Database Reference
In-Depth Information
When clients send input to you over the Web, you don't really know what they're sending.
If you present a form for users to fill out, most of the time they'll probably be nice and
enter the kinds of values you expect. But a malicious user can save the form to a file,
modify the file to permit form options you don't intend, reload the file into a browser
window, and submit the modified form. Your form-processing script won't know the
difference. If you write it only to process the kinds of values that well-intentioned users
submit, the script may misbehave or crash when presented with unexpected input—or
perhaps even do bad things to your database. ( Recipe 20.7 discusses what kinds of bad
things.) For this reason, it's prudent to perform some validity checking on web input
before using it to construct SQL statements.

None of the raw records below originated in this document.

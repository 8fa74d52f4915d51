//! Error types shared across the crate.
//!
//! Nothing here is fatal to the process: every error describes one operation
//! that did not happen, and the caller logs it and carries on.

use std::io;
use std::path::PathBuf;

use thiserror::Error;

use crate::rules::CommandId;

/// Informational: an alias was already owned by another command and has been
/// reassigned to the newer claim.
#[derive(Debug, Clone, PartialEq, Eq, Error)]
#[error("alias '{alias}' reassigned from command {previous} to command {claimed_by}")]
pub struct DuplicateAliasWarning {
    /// The normalized alias.
    pub alias: String,
    /// Command that owned the alias before.
    pub previous: CommandId,
    /// Command that owns it now.
    pub claimed_by: CommandId,
}

/// Rejected rule set edits.
#[derive(Debug, Clone, PartialEq, Eq, Error)]
pub enum RuleSetError {
    /// No command with this id exists in the current snapshot.
    #[error("unknown command {0}")]
    UnknownCommand(CommandId),

    /// An enabled command must keep at least one non-blank alias.
    #[error("command needs at least one non-blank alias")]
    EmptyAliases,

    /// Every command id is taken.
    #[error("no command ids left")]
    IdsExhausted,
}

/// A profile could not be loaded; the previous rule set is untouched.
#[derive(Debug, Error)]
pub enum LoadError {
    /// The document is not a structurally valid profile.
    #[error("malformed profile: {reason}")]
    Malformed { reason: String },

    /// The profile file could not be read.
    #[error("failed to read profile {}: {source}", path.display())]
    Io { path: PathBuf, source: io::Error },
}

impl LoadError {
    pub(crate) fn malformed(reason: impl Into<String>) -> Self {
        Self::Malformed {
            reason: reason.into(),
        }
    }
}

/// A profile could not be written.
#[derive(Debug, Error)]
pub enum SaveError {
    #[error("failed to serialize profile: {0}")]
    Serialize(#[from] serde_json::Error),

    #[error("failed to write profile {}: {source}", path.display())]
    Io { path: PathBuf, source: io::Error },
}

/// Low-level failure reported by the input injection capability.
#[derive(Debug, Clone, PartialEq, Eq, Error)]
pub enum InjectError {
    /// The input device could not be opened or has gone away.
    #[error("input device unavailable: {0}")]
    Unavailable(String),

    /// The OS refused the event.
    #[error("event rejected: {0}")]
    Rejected(String),
}

/// An action sequence stopped at `index`; earlier actions were already issued.
#[derive(Debug, Clone, PartialEq, Eq, Error)]
#[error("action {index} ({action}) failed: {source}")]
pub struct InjectionError {
    /// Position of the failed action in its sequence.
    pub index: usize,
    /// Kind of the failed action.
    pub action: &'static str,
    pub source: InjectError,
}

/// Chat feed failures. These stay inside the feed task and only surface as
/// a "not listening" connection state.
#[derive(Debug, Error)]
pub enum FeedError {
    #[error("channel name must not be empty")]
    InvalidChannel,

    #[error("feed I/O error: {0}")]
    Io(#[from] io::Error),

    #[error("no login confirmation from the chat server")]
    LoginTimeout,

    #[error("message intake closed")]
    IntakeClosed,
}

/// The profile watcher could not be set up.
#[derive(Debug, Error)]
#[error("failed to watch {}: {source}", path.display())]
pub struct WatchError {
    pub path: PathBuf,
    pub source: notify::Error,
}

/// A line typed on the operator console is not a known command.
#[derive(Debug, Clone, PartialEq, Eq, Error)]
#[error("unknown operator command '{0}' (expected pause, resume, status or stop)")]
pub struct UnknownOperatorCommand(pub String);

Preliminary checking is a good idea even for nonmalicious users. If a user neglects to
provide a required value, you must present a reminder to supply one. The check might
be simple (“Is the parameter present?”) or more involved. Typical validation operations
include the following:
• Checking content format, such as making sure a value looks like an integer or a
date. This may involve some reformatting for acceptability to MySQL (for example,
changing a date from MM/DD/YY to ISO format).

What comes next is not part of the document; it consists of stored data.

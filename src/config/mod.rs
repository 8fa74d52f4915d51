//! Profile configuration for chatplays.
//!
//! This module wires together the profile data models, the key vocabulary and
//! the loading/validation helpers. Import from here for a convenient, stable API.
//!
//! Example:
//! use chatplays::config::{Profile, read_profile};
//!
//! let profile = read_profile("profiles/platformer.json").await?;

pub mod keys;
pub mod loader;
pub mod models;

// Re-export core data models
pub use keys::{Key, NAMED_KEYS, UnknownKey};
pub use models::{Action, CommandDef, MouseButton, PROFILE_VERSION, Point, Profile};

// Re-export loader utilities
pub use loader::{
    generate_schema, parse_profile, read_profile, validate_profile, write_profile,
    write_schema_to_writer,
};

• Determining whether a value is a member of a legal set of values. Perhaps the value
must be listed in the definition for an ENUM or SET column, or must be present in a
lookup table.
• Filtering out extraneous characters such as spaces or dashes from telephone num‐
bers or credit card numbers.
Some of these operations have little to do with MySQL, except in the sense that you want
values to be appropriate for the types of the columns in which you store them or against
which you match them. For example, before storing a value in an INT column, you can
make sure that it's an integer first, using a test like this (shown here using Perl):
$val =~ /^\d+$/
or die "Hey! '" . escapeHTML ( $val ) . "' is not an integer!\n" ;
For other types of validation, MySQL is intimately involved. If a field value is to be stored
into an ENUM column, you can make sure the value is one of the legal enumeration values
by checking the column definition in INFORMATION_SCHEMA .
Having described some of the kinds of web input validation you might want to carry
out, I won't further discuss them here. Chapter 12 describes these and other forms of
validation testing. That chapter is oriented largely toward bulk input validation, but the
techniques discussed there apply to web programming as well.